When exercising due professional care, an internal auditor should consider: • The extent of work needed to achieve the engagement's objectives • The relative complexity, materiality, or significance of matters to which assurance procedures are applied • The adequacy and effectiveness of governance, risk management, and control processes • The probability of significant errors, fraud, or noncompliance • The cost of assurance in relation to potential benefits (cost-benefit considerations)
Due professional care also requires auditors to be alert to the risks of fraud and to consider the use of technology-based audit and data analysis techniques.
How Due Professional Care Works
Due professional care is closely linked to two other concepts: proficiency (having the knowledge, skills, and competencies to perform the work) and professional skepticism (maintaining a questioning mind and critically assessing evidence).
In practice, it works as follows: • The auditor plans the engagement appropriately, tailoring the scope and depth of work to the risks and objectives. • The auditor gathers sufficient, reliable, relevant, and useful evidence to support conclusions. • The auditor applies professional judgment and skepticism throughout the engagement. • The auditor balances the cost of additional procedures against the expected benefits. • The auditor documents work to demonstrate that reasonable care was taken.
Importantly, due professional care applies to both assurance and consulting engagements. In consulting engagements, the auditor considers the needs and expectations of clients, the complexity of the work, and the cost of the engagement relative to potential benefits.
Key Distinctions to Remember
• Due professional care is not absolute assurance. Reasonable care does not guarantee that all deficiencies will be found. • Due professional care is different from proficiency. Proficiency is about having the skills; due care is about applying them appropriately. • Exercising due professional care requires alertness to fraud but does not require the auditor to have the expertise of someone whose primary responsibility is detecting and investigating fraud.

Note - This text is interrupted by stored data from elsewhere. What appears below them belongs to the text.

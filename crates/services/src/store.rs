use std::sync::Arc;

use course_core::model::{CourseAction, CourseStep, ProgressError, ProgressState, StepId};
use tracing::{debug, info};

/// Owns the current `ProgressState` and exposes one dispatcher per action.
///
/// Every dispatcher runs the pure reducer and swaps in the returned state.
#[derive(Debug, Clone, Default)]
pub struct CourseStore {
    state: ProgressState,
}

impl CourseStore {
    /// # Errors
    ///
    /// Returns `ProgressError::NoSteps` when `total_steps` is zero.
    pub fn new(total_steps: usize) -> Result<Self, ProgressError> {
        Ok(Self {
            state: ProgressState::new(total_steps)?,
        })
    }

    #[must_use]
    pub fn state(&self) -> &ProgressState {
        &self.state
    }

    fn dispatch(&mut self, action: CourseAction) {
        self.state = self.state.reduce(action);
    }

    /// Move to step `index`. Returns `false` and leaves the state unchanged when
    /// the step is locked or out of range.
    pub fn set_current_step(&mut self, index: usize) -> bool {
        if index >= self.state.total_steps() || !self.state.can_navigate_to_step(index) {
            debug!(step = index + 1, "navigation ignored");
            return false;
        }
        self.dispatch(CourseAction::SetCurrentStep(index));
        true
    }

    pub fn set_step_data(&mut self, index: usize, data: Arc<CourseStep>) {
        self.dispatch(CourseAction::SetStepData { index, data });
    }

    pub fn mark_step_complete(&mut self, index: usize) {
        if !self.state.is_step_complete(index) {
            info!(step = index + 1, "step completed");
        }
        self.dispatch(CourseAction::MarkStepComplete(index));
    }

    pub fn set_quiz_score(&mut self, quiz_id: StepId, score: u8) {
        self.dispatch(CourseAction::SetQuizScore { quiz_id, score });
    }

    pub fn set_loading(&mut self, loading: bool, step: Option<usize>) {
        self.dispatch(CourseAction::SetLoading { loading, step });
    }

    pub fn reset_course(&mut self) {
        info!("course restarted");
        self.dispatch(CourseAction::Restart);
    }

    #[must_use]
    pub fn can_navigate_to_step(&self, index: usize) -> bool {
        self.state.can_navigate_to_step(index)
    }

    #[must_use]
    pub fn overall_progress(&self) -> u8 {
        self.state.overall_progress()
    }
}
#![forbid(unsafe_code)]

pub mod catalog;
pub mod repository;
pub mod sqlite;

pub use catalog::StaticCatalog;
pub use repository::{InMemoryRepository, PreferenceRepository, StepSource, Storage, StorageError};
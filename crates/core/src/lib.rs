#![forbid(unsafe_code)]

pub mod error;
pub mod evaluator;
pub mod model;
pub mod time;

pub use error::Error;
pub use time::Clock;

How to Answer Questions on Due Professional Care in an Exam
Exam questions often present a scenario and ask what a prudent internal auditor should do, or ask you to identify whether due professional care was exercised. Read the scenario carefully and focus on whether the auditor acted with reasonable care, applied appropriate judgment, and considered risk and materiality.
Watch for distractor answers that suggest auditors must find all errors or fraud, or that guarantee results. These are almost always incorrect because due professional care is about a reasonable standard, not perfection.
Exam Tips: Answering Questions on Due Professional Care
• Remember the standard is 'reasonably prudent and competent.' If an answer implies certainty or a guarantee, it is likely wrong. • Link due care to professional skepticism and proficiency, but keep them distinct. Questions often test whether you can tell them apart. • Apply cost-benefit thinking. Due professional care includes weighing the cost of assurance against potential benefits. An answer requiring unlimited procedures regardless of cost is usually incorrect. • Be alert to fraud, but know the limits. Auditors must consider the probability of significant fraud, but are not expected to detect all fraud or act as forensic investigators. • Consider materiality and significance. The depth of work should match the risk, complexity, and importance of the matter. • Watch for both assurance and consulting contexts. Due professional care applies to both, though the considerations differ slightly. • Use elimination. Rule out extreme answers (words like 'all,' 'always,' 'guarantee,' 'never') and choose the balanced, reasonable option.
By understanding due professional care as the diligent, competent, and skeptical application of professional judgment, tailored to risk and cost-benefit considerations, you will be well prepared to answer these questions confidently on the CIA Part 1 exam.